→ **TO DO**: For the word "modes", return each line of the data in which it occurs.

→ **DATA SUPPLIED**:
┌────────

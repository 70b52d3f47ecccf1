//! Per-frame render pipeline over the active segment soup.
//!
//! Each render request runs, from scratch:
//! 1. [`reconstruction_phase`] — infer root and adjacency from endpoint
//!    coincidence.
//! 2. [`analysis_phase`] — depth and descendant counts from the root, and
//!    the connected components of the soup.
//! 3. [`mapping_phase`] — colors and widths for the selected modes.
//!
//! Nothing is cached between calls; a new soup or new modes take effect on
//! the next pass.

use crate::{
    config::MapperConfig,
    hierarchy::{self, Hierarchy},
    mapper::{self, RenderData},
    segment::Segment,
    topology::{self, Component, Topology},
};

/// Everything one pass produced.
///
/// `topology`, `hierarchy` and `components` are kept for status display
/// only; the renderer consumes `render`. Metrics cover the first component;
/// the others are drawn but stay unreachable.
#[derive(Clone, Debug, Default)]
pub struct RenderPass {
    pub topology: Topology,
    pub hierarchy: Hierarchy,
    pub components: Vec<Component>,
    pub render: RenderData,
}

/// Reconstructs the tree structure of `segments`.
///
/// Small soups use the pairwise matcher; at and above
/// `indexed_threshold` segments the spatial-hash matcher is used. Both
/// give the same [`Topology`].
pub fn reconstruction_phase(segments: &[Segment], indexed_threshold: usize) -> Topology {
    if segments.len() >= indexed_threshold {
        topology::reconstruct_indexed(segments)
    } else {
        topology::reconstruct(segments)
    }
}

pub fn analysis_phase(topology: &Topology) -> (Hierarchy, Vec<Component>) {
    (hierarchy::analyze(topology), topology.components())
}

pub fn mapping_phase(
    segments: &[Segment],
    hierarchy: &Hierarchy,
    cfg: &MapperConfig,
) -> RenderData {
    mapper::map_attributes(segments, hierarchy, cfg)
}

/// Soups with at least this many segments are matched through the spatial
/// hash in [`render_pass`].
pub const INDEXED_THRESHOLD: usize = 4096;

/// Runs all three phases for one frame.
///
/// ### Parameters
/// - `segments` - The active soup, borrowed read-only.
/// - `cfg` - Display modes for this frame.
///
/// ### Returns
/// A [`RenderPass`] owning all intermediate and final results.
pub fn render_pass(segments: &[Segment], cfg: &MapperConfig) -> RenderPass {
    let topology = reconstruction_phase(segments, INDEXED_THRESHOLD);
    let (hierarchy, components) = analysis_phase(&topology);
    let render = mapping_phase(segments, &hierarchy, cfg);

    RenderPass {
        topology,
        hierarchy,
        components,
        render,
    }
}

└────────
┌────────

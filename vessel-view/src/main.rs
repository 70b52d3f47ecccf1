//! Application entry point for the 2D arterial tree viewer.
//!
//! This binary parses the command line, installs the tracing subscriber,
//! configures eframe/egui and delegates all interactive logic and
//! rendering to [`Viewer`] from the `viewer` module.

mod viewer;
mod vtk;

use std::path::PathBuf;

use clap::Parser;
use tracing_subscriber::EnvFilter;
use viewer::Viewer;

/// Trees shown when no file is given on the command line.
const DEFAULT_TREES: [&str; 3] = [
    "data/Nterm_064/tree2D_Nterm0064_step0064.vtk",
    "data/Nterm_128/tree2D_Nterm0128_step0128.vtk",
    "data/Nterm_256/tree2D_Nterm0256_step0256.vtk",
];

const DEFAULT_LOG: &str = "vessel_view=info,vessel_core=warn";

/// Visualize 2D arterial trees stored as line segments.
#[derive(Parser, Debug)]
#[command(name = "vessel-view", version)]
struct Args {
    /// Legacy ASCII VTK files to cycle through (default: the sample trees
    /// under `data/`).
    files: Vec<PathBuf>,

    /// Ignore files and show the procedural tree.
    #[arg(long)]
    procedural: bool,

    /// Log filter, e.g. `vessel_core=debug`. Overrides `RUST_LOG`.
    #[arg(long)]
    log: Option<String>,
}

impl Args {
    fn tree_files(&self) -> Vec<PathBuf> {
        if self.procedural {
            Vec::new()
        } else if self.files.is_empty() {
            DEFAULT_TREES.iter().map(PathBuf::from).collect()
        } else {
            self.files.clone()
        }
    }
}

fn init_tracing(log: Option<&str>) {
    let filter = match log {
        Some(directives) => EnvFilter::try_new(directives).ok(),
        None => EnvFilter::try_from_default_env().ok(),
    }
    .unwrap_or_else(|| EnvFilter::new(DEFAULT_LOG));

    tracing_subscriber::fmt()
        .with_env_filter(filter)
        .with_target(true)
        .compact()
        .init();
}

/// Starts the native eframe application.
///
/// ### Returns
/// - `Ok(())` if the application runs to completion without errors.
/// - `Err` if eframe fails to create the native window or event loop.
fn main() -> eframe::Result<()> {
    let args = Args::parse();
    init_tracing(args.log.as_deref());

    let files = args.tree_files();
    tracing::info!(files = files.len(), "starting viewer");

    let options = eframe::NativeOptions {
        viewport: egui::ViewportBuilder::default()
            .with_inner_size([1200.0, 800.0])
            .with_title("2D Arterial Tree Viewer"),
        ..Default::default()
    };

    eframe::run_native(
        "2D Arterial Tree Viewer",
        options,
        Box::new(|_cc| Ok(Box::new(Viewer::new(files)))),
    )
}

└────────

→ **FINISHED TASK**:
//! 3. [`mapping_phase`] — colors and widths for the selected modes.
//! Nothing is cached between calls; a new soup or new modes take effect on
/// - `cfg` - Display modes for this frame.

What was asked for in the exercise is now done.